To identify such signals, 5' and 3'RACE-PCR experiments were performed on different E. cuniculi mRNAs. This analysis confirmed that transcription overrun occurs in E. cuniculi and may result from stochastic recognition of the AAUAAA polyadenylation signal. Such experiments also showed highly reduced 5'UTR's (<7 nts). Most of the E. cuniculi genes presented a CCC-like motif immediately upstream from the coding start. To characterize other signals involved in differential transcriptional regulation, we then focused our attention on the gene family coding for ribosomal proteins. An AAATTT-like signal was identified upstream from the CCC-like motif. In rare cases the cytosine triplet was shown to be substituted by a GGG-like motif.

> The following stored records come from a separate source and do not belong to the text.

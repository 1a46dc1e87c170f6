//! Asset discovery inside layout JSON files.
//!
//! Layout files describe views; the assets they use are referenced by
//! string values under a closed set of key names. [`LayoutScanner`] walks an
//! arbitrary JSON document depth-first and turns each referenced string into
//! a derived [`ResourceRecord`] inheriting the layout's category.
//!
//! | Keys | Produces |
//! |---|---|
//! | `fontFamily` | FONT at `<font_base>/<name>.ttf`, `param1 = name` |
//! | `spine`, `spines` | SPINE at `<internal_root>/<dir>`, `param1 = <file>.json`, `param2 = <file>.atlas` |
//! | `se`, `ses`, `key`, texture and layout lists | typed by file extension |
//!
//! Extension inference: `.png`/`.jpg`/`.jpeg` → IMAGE, `.json` → JSON
//! flagged as a layout (`param1 = true`), `.mp3` → AUDIO. Anything else
//! under a recognised key is ignored.

use serde_json::Value;

use crate::resources::resourcerecord::{ResourceCategory, ResourceRecord, ResourceType};

const AUDIO_KEYS: &[&str] = &["se", "ses"];
const FONT_KEYS: &[&str] = &["fontFamily"];
const IMAGE_KEYS: &[&str] = &[
    "key",
    "avatarTextureNone",
    "avatarTextures",
    "selectedAvatarTextures",
    "avatarBgTextures",
    "bgTextures",
    "bulletTextures",
    "boxLayout",
    "bubbleLayout",
    "coverTextures",
    "fgTextures",
    "iconTextures",
    "maskTextures",
    "nameBgTextures",
    "rankTextures",
    "starTextures",
    "tagTextures",
    "highlightTagTextures",
    "betEffectTextures",
    "betStarTextures",
    "effectTexture",
    "textures",
    "soundTextures",
    "playTextures",
    "checkTextures",
    "nextTextures",
    "normalTextures",
    "hoverTextures",
    "disabledTextures",
    "titleTextures",
];
const JSON_KEYS: &[&str] = &[
    "key",
    "infoLayouts",
    "questionLayouts",
    "itemLayout",
    "itemLayouts",
    "optionLayout",
    "optionLayouts",
    "textLayout",
    "effectLayout",
];
const SPINE_KEYS: &[&str] = &["spine", "spines"];

/// How a string under a recognised key becomes a record.
#[derive(Debug, Clone, Copy, PartialEq, Eq)]
pub enum KeyKind {
    Font,
    Spine,
    /// Typed by the file extension of the value.
    ByExtension,
}

impl KeyKind {
    /// Classify a layout key; `None` for keys that are only walked through.
    pub fn of(key: &str) -> Option<KeyKind> {
        if FONT_KEYS.contains(&key) {
            Some(KeyKind::Font)
        } else if SPINE_KEYS.contains(&key) {
            Some(KeyKind::Spine)
        } else if AUDIO_KEYS.contains(&key) || IMAGE_KEYS.contains(&key) || JSON_KEYS.contains(&key)
        {
            Some(KeyKind::ByExtension)
        } else {
            None
        }
    }
}

/// Asset type implied by a file name, with the layout flag for JSON.
pub fn type_from_extension(name: &str) -> Option<(ResourceType, bool)> {
    let (_, ext) = name.rsplit_once('.')?;
    match ext {
        "png" | "jpg" | "jpeg" => Some((ResourceType::Image, false)),
        "json" => Some((ResourceType::Json, true)),
        "mp3" => Some((ResourceType::Audio, false)),
        _ => None,
    }
}

/// Derives resource records from layout documents.
#[derive(Debug, Clone, PartialEq)]
pub struct LayoutScanner {
    internal_root: String,
    font_base: String,
}

impl LayoutScanner {
    pub fn new(internal_root: impl Into<String>, font_base: impl Into<String>) -> Self {
        LayoutScanner {
            internal_root: internal_root.into(),
            font_base: font_base.into(),
        }
    }

    /// Collect every asset referenced by `layout`, in document order.
    ///
    /// The result may contain repeated ids when a layout references the same
    /// asset twice; merging is the extractor's job.
    pub fn scan(&self, layout: &Value, category: ResourceCategory) -> Vec<ResourceRecord> {
        let mut found = Vec::new();
        self.walk(layout, category, &mut found);
        found
    }

    fn walk(&self, value: &Value, category: ResourceCategory, found: &mut Vec<ResourceRecord>) {
        match value {
            Value::Object(map) => {
                for (key, child) in map {
                    match KeyKind::of(key) {
                        Some(kind) => self.collect(kind, child, category, found),
                        None => self.walk(child, category, found),
                    }
                }
            }
            Value::Array(items) => {
                for item in items {
                    self.walk(item, category, found);
                }
            }
            _ => {}
        }
    }

    fn collect(
        &self,
        kind: KeyKind,
        value: &Value,
        category: ResourceCategory,
        found: &mut Vec<ResourceRecord>,
    ) {
        match value {
            Value::String(name) => found.extend(self.derive(kind, name, category)),
            Value::Array(items) => {
                for item in items {
                    self.collect(kind, item, category, found);
                }
            }
            Value::Object(_) => self.walk(value, category, found),
            _ => {}
        }
    }

    /// Build the record a single referenced string stands for.
    pub fn derive(&self, kind: KeyKind, name: &str, category: ResourceCategory) -> Option<ResourceRecord> {
        match kind {
            KeyKind::Font => {
                let path = format!("{}/{}.ttf", self.font_base.trim_end_matches('/'), name);
                Some(ResourceRecord::new(name, category, ResourceType::Font, path).with_param1(name))
            }
            KeyKind::Spine => {
                let (dir, file) = name.rsplit_once('/').unwrap_or(("", name));
                Some(
                    ResourceRecord::new(name, category, ResourceType::Spine, self.internal_path(dir))
                        .with_param1(format!("{}.json", file))
                        .with_param2(format!("{}.atlas", file)),
                )
            }
            KeyKind::ByExtension => {
                let (kind, layout) = type_from_extension(name)?;
                let record = ResourceRecord::new(name, category, kind, self.internal_path(name));
                Some(if layout { record.with_param1(true) } else { record })
            }
        }
    }

    fn internal_path(&self, relative: &str) -> String {
        format!("{}/{}", self.internal_root.trim_end_matches('/'), relative)
    }
}
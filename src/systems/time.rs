//! Frame clock.
//!
//! The session has no render loop of its own; whoever drives it (the CLI's
//! headless boot, a host engine, tests) calls [`update_world_time`] with the
//! real frame delta before running the frame schedule.
use bevy_ecs::prelude::*;

use crate::resources::worldtime::WorldTime;

/// Advance [`WorldTime`] by `dt` unscaled seconds.
///
/// Inserts a default clock if the world has none yet.
pub fn update_world_time(world: &mut World, dt: f32) {
    let mut wt = world.get_resource_or_insert_with(WorldTime::default);
    let scaled_dt = dt.max(0.0) * wt.time_scale;
    wt.elapsed += scaled_dt;
    wt.delta = scaled_dt;
    wt.frames += 1;
}

#[cfg(test)]
mod tests {
    use super::*;

    #[test]
    fn test_update_applies_time_scale() {
        let mut world = World::new();
        world.insert_resource(WorldTime {
            time_scale: 0.5,
            ..WorldTime::default()
        });
        update_world_time(&mut world, 0.5);
        update_world_time(&mut world, 0.5);
        let wt = world.resource::<WorldTime>();
        assert_eq!(wt.delta, 0.25);
        assert_eq!(wt.elapsed, 0.5);
        assert_eq!(wt.frames, 2);
    }

    #[test]
    fn test_update_inserts_missing_clock() {
        let mut world = World::new();
        update_world_time(&mut world, 1.0 / 60.0);
        assert_eq!(world.resource::<WorldTime>().frames, 1);
    }
}
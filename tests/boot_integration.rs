//! Boot flow integration tests.
//!
//! Drives a whole session: catalog preload, scene load, the progress bar,
//! the scene transition and the eviction of boot-only assets.

use bevy_ecs::prelude::*;
use bevy_ecs::system::SystemState;
use serde_json::json;

use skframework::events::loadmessage::{BootStage, LoadMessage};
use skframework::events::scenestate::SceneChangedEvent;
use skframework::game::{
    create_session, enter_boot, frame_schedule, load_catalog, run_boot_sequence,
    run_until_scene_change, step_frame,
};
use skframework::loader::bulk::FsBulkLoader;
use skframework::loader::fontloader::FsFontFaceLoader;
use skframework::manifest::fetch::FsFetch;
use skframework::resources::assetcache::AssetCaches;
use skframework::resources::bootprogress::BootProgress;
use skframework::resources::fontstore::FontStore;
use skframework::resources::loaderconfig::LoaderConfig;
use skframework::resources::masterregistry::MasterRegistry;
use skframework::resources::resourcecatalog::ResourceCatalog;
use skframework::resources::resourcerecord::{ResourceCategory, ResourceRecord, ResourceType};
use skframework::resources::scenestate::{NextSceneState, SceneState, SceneStates};
use skframework::systems::loadbridge::{poll_load_messages, update_bevy_load_messages};

const DT: f32 = 1.0 / 60.0;

struct Assets {
    dir: tempfile::TempDir,
}

impl Assets {
    fn new() -> Self {
        let dir = tempfile::tempdir().unwrap();
        let root = dir.path();
        std::fs::create_dir_all(root.join("boot")).unwrap();
        std::fs::create_dir_all(root.join("home")).unwrap();
        std::fs::create_dir_all(root.join("internal/common/font")).unwrap();
        std::fs::write(root.join("boot/logo.png"), [0x89, b'P', b'N', b'G']).unwrap();
        std::fs::write(root.join("boot/jingle.mp3"), b"ID3").unwrap();
        std::fs::write(root.join("boot/boot.json"), br#"{"title": "loading"}"#).unwrap();
        std::fs::write(root.join("home/click.mp3"), b"ID3").unwrap();
        std::fs::write(root.join("home/bgm.mp3"), b"ID3").unwrap();
        std::fs::write(root.join("home/layout.json"), br#"{"fontFamily": "Title", "key": "bg.png"}"#).unwrap();
        std::fs::write(root.join("internal/bg.png"), [0x89, b'P', b'N', b'G']).unwrap();
        std::fs::write(root.join("internal/common/font/Title.ttf"), [0u8, 1, 0, 0, 0, 0]).unwrap();
        std::fs::write(
            root.join("catalog.json"),
            json!([
                {"id": "logo", "category": "BOOT", "type": "IMAGE", "path": "/boot/logo.png"},
                {"id": "jingle", "category": "BOOT", "type": "AUDIO", "path": "/boot/jingle.mp3"},
                {"id": "boot.json", "category": "BOOT", "type": "JSON", "path": "/boot/boot.json"},
                {"id": "click", "category": "BOOT_COMMON", "type": "AUDIO", "path": "/home/click.mp3"},
                {"id": "bgm", "category": "HOME", "type": "AUDIO", "path": "/home/bgm.mp3"}
            ])
            .to_string(),
        )
        .unwrap();
        Assets { dir }
    }

    fn config(&self) -> LoaderConfig {
        LoaderConfig {
            asset_root: self.dir.path().to_path_buf(),
            ..LoaderConfig::default()
        }
    }

    fn scene(&self) -> Vec<ResourceRecord> {
        vec![
            ResourceRecord::new("bgm", ResourceCategory::Home, ResourceType::Audio, "/home/bgm.mp3"),
            ResourceRecord::new("layout.json", ResourceCategory::Home, ResourceType::Json, "/home/layout.json")
                .with_param1(true),
        ]
    }
}

fn booted_session(assets: &Assets) -> World {
    let mut world = create_session(assets.config());
    load_catalog(&mut world, assets.dir.path().join("catalog.json")).unwrap();
    enter_boot(&mut world);
    let root = assets.dir.path();
    run_boot_sequence(
        &mut world,
        &assets.scene(),
        FsFetch::new(root),
        FsBulkLoader::new(root),
        FsFontFaceLoader::new(root),
    )
    .unwrap();
    world
}

#[test]
fn catalog_is_loaded_into_registry() {
    let assets = Assets::new();
    let mut world = create_session(assets.config());
    let accepted = load_catalog(&mut world, assets.dir.path().join("catalog.json")).unwrap();
    assert_eq!(accepted, 5);
    let registry = world.resource::<MasterRegistry>();
    let catalog = registry.get::<ResourceCatalog>().unwrap();
    assert_eq!(catalog.get_by_category(&[ResourceCategory::Boot]).len(), 3);
}

#[test]
fn boot_sequence_fills_caches_and_publishes_messages() {
    let assets = Assets::new();
    let mut world = booted_session(&assets);

    {
        let caches = world.resource::<AssetCaches>();
        assert!(caches.textures.has("logo"));
        assert!(caches.audio.has("jingle"));
        assert!(caches.audio.has("click"));
        assert!(caches.audio.has("bgm"));
        assert!(caches.textures.has("bg.png"));
        assert!(world.resource::<FontStore>().get("Title").is_some());
    }

    let mut schedule = Schedule::default();
    schedule.add_systems((poll_load_messages, update_bevy_load_messages).chain());
    schedule.run(&mut world);

    let mut state = SystemState::<MessageReader<LoadMessage>>::new(&mut world);
    let mut reader = state.get_mut(&mut world);
    let messages: Vec<LoadMessage> = reader.read().cloned().collect();
    assert!(messages.contains(&LoadMessage::StageComplete {
        stage: BootStage::Preload
    }));
    assert_eq!(
        messages.last(),
        Some(&LoadMessage::StageComplete {
            stage: BootStage::Scene
        })
    );
    let scene_progress: Vec<f32> = messages
        .iter()
        .filter_map(|m| match m {
            LoadMessage::Progress {
                stage: BootStage::Scene,
                value,
            } => Some(*value),
            _ => None,
        })
        .collect();
    assert!(scene_progress.windows(2).all(|w| w[0] <= w[1]));
    assert_eq!(scene_progress.last(), Some(&1.0));
}

#[test]
fn progress_bar_leads_to_next_scene_and_evicts_boot_assets() {
    let assets = Assets::new();
    let mut world = booted_session(&assets);

    let mut schedule = frame_schedule();
    step_frame(&mut world, &mut schedule, DT);
    let bar = world.resource::<BootProgress>();
    assert_eq!(bar.target(), 1.0);
    assert!(bar.displayed() < 1.0);
    assert_eq!(world.resource::<SceneState>().get(), &SceneStates::Boot);

    let frames = run_until_scene_change(&mut world, DT, 600).expect("boot never finished");
    assert!(frames > 1);
    assert_eq!(world.resource::<SceneState>().get(), &SceneStates::Home);

    let caches = world.resource::<AssetCaches>();
    assert!(!caches.textures.has("logo"));
    assert!(!caches.audio.has("jingle"));
    assert!(!caches.json.has("boot.json"));
    assert!(caches.audio.has("click"));
    assert!(caches.audio.has("bgm"));
}

fn step_until_scene_change(world: &mut World, schedule: &mut Schedule, max_frames: usize) -> Option<usize> {
    (1..=max_frames).find(|_| {
        step_frame(world, schedule, DT);
        *world.resource::<SceneState>().get() != SceneStates::Boot
    })
}

#[test]
fn boot_can_run_twice_on_one_schedule() {
    let assets = Assets::new();
    let mut world = create_session(assets.config());
    load_catalog(&mut world, assets.dir.path().join("catalog.json")).unwrap();
    let mut schedule = frame_schedule();
    let root = assets.dir.path();

    for round in 0..2 {
        enter_boot(&mut world);
        assert!(
            world.get_resource::<BootProgress>().is_none(),
            "round {} started with a stale bar",
            round
        );
        run_boot_sequence(
            &mut world,
            &assets.scene(),
            FsFetch::new(root),
            FsBulkLoader::new(root),
            FsFontFaceLoader::new(root),
        )
        .unwrap();

        let frames = step_until_scene_change(&mut world, &mut schedule, 600);
        assert!(frames.is_some(), "round {} never left boot", round);
        assert_eq!(world.resource::<SceneState>().get(), &SceneStates::Home);
        assert!(world.get_resource::<BootProgress>().is_none());
        assert!(!world.resource::<AssetCaches>().textures.has("logo"));
    }
}

#[test]
fn configured_next_scene_is_used() {
    let assets = Assets::new();
    let mut config = assets.config();
    config.next_scene = SceneStates::TeamSelect;
    let mut world = create_session(config);
    load_catalog(&mut world, assets.dir.path().join("catalog.json")).unwrap();
    enter_boot(&mut world);
    let root = assets.dir.path();
    run_boot_sequence(
        &mut world,
        &[],
        FsFetch::new(root),
        FsBulkLoader::new(root),
        FsFontFaceLoader::new(root),
    )
    .unwrap();

    run_until_scene_change(&mut world, 0.5, 10).expect("boot never finished");
    assert_eq!(world.resource::<SceneState>().get(), &SceneStates::TeamSelect);
}

#[test]
fn scene_change_without_pending_is_ignored() {
    let mut world = create_session(LoaderConfig::default());
    world.trigger(SceneChangedEvent {});
    world.flush();
    assert_eq!(world.resource::<SceneState>().get(), &SceneStates::None);

    world.resource_mut::<NextSceneState>().set(SceneStates::Play);
    world.trigger(SceneChangedEvent {});
    world.flush();
    assert_eq!(world.resource::<SceneState>().get(), &SceneStates::Play);
}

#[test]
fn leaving_boot_without_registry_keeps_caches() {
    let assets = Assets::new();
    let mut world = booted_session(&assets);
    MasterRegistry::destroy_instance(&mut world);

    world.resource_mut::<NextSceneState>().set(SceneStates::Home);
    world.trigger(SceneChangedEvent {});
    world.flush();

    assert_eq!(world.resource::<SceneState>().get(), &SceneStates::Home);
    assert!(world.resource::<AssetCaches>().textures.has("logo"));
}
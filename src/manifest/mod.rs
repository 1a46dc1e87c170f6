//! Manifest resolution.
//!
//! - `extract` – worklist expansion of packages and layouts into a flat,
//!   conflict-checked resource list
//! - `fetch` – collaborators that retrieve package/layout JSON (disk, cache,
//!   closures)
//! - `layout` – the key taxonomy used to discover assets inside layouts
pub mod extract;
pub mod fetch;
pub mod layout;

pub use extract::{DuplicatedKey, DuplicatedPath, ExtractionResult, FetchFailure, ManifestExtractor};
pub use fetch::{CachedFetch, FetchResult, FnFetch, FsFetch, ManifestFetch};
pub use layout::{KeyKind, LayoutScanner};
//! Fetch collaborators used to resolve package and layout manifests.
//!
//! A fetch returns the JSON payload stored at `url`, or the status text that
//! explains why it could not. The extractor records that text verbatim in
//! its `errors` list, so implementations should keep it short and
//! HTTP-flavoured ("Not Found", "Forbidden", ...).

use std::io::ErrorKind;
use std::path::{Path, PathBuf};

use futures::future::{self, FutureExt, LocalBoxFuture};
use log::debug;
use serde_json::Value;

use crate::resources::assetcache::AssetCache;

/// Payload of a successful fetch, or the status text of a failed one.
pub type FetchResult = Result<Value, String>;

/// Resolves `(id, url)` to a JSON payload.
pub trait ManifestFetch {
    fn fetch<'a>(&'a mut self, id: &'a str, url: &'a str) -> LocalBoxFuture<'a, FetchResult>;
}

impl<F: ManifestFetch + ?Sized> ManifestFetch for &mut F {
    fn fetch<'a>(&'a mut self, id: &'a str, url: &'a str) -> LocalBoxFuture<'a, FetchResult> {
        (**self).fetch(id, url)
    }
}

/// Adapts a synchronous closure into a [`ManifestFetch`].
pub struct FnFetch<F>(pub F);

impl<F> ManifestFetch for FnFetch<F>
where
    F: FnMut(&str, &str) -> FetchResult,
{
    fn fetch<'a>(&'a mut self, id: &'a str, url: &'a str) -> LocalBoxFuture<'a, FetchResult> {
        future::ready((self.0)(id, url)).boxed_local()
    }
}

/// Resolve a URL such as `/internal/a.json` against an asset root directory.
pub fn resolve_url(root: &Path, url: &str) -> PathBuf {
    root.join(url.trim_start_matches('/'))
}

/// Reads JSON manifests from an asset directory on disk.
#[derive(Debug, Clone)]
pub struct FsFetch {
    root: PathBuf,
}

impl FsFetch {
    pub fn new(root: impl Into<PathBuf>) -> Self {
        FsFetch { root: root.into() }
    }

    fn read(&self, url: &str) -> FetchResult {
        let path = resolve_url(&self.root, url);
        let text = std::fs::read_to_string(&path).map_err(|e| match e.kind() {
            ErrorKind::NotFound => "Not Found".to_string(),
            ErrorKind::PermissionDenied => "Forbidden".to_string(),
            _ => e.to_string(),
        })?;
        serde_json::from_str(&text).map_err(|e| format!("Invalid JSON: {}", e))
    }
}

impl ManifestFetch for FsFetch {
    fn fetch<'a>(&'a mut self, _id: &'a str, url: &'a str) -> LocalBoxFuture<'a, FetchResult> {
        async move { self.read(url) }.boxed_local()
    }
}

/// Serves payloads from the JSON cache before falling back to `inner`.
///
/// A cache hit never reaches the inner fetch; a successful inner fetch is
/// cached under the requested id.
pub struct CachedFetch<'c, F> {
    inner: F,
    cache: &'c mut AssetCache<Value>,
}

impl<'c, F: ManifestFetch> CachedFetch<'c, F> {
    pub fn new(inner: F, cache: &'c mut AssetCache<Value>) -> Self {
        CachedFetch { inner, cache }
    }
}

impl<F: ManifestFetch> ManifestFetch for CachedFetch<'_, F> {
    fn fetch<'a>(&'a mut self, id: &'a str, url: &'a str) -> LocalBoxFuture<'a, FetchResult> {
        async move {
            if let Some(cached) = self.cache.get(id) {
                debug!("Manifest {} served from cache", id);
                return Ok(cached.clone());
            }
            let payload = self.inner.fetch(id, url).await?;
            self.cache.add(id, payload.clone());
            Ok::<_, String>(payload)
        }
        .boxed_local()
    }
}
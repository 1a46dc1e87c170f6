//! Scene transition trigger.
use crate::events::scenestate::SceneChangedEvent;
use crate::resources::scenestate::{NextSceneState, NextSceneStates, SceneState, SceneStates};
use bevy_ecs::prelude::*;

/// Trigger a [`SceneChangedEvent`] when a scene change is pending.
pub fn check_pending_scene(mut commands: Commands, next_scene: Res<NextSceneState>) {
    if let NextSceneStates::Pending(_) = next_scene.get() {
        commands.trigger(SceneChangedEvent {});
    }
}

/// Run condition: the session is in the boot scene.
pub fn scene_is_boot(scene: Res<SceneState>) -> bool {
    matches!(scene.get(), SceneStates::Boot)
}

Comparative genomic studies confirmed that these different signals are also located upstream from genes encoding ribosomal proteins in other microsporidian species including Antonospora locustae, Enterocytozoon bieneusi, Anncaliia algerae (syn. Brachiola algerae) and Nosema ceranae. Based on these results a systematic analysis of the ~2000 E. cuniculi coding DNA sequences was then performed and brings to highlight that 364 translation initiation codons (18.29% of total CDSs) had been badly predicted.
We identified various signals involved in the maturation of E. cuniculi mRNAs. Presence of such signals, in phylogenetically distant microsporidian species, suggests that a common regulatory mechanism exists among the microsporidia. Furthermore, 5'UTRs being strongly reduced, these signals can be used to ensure the accurate prediction of translation initiation codons for microsporidian genes and to improve microsporidian genome annotation.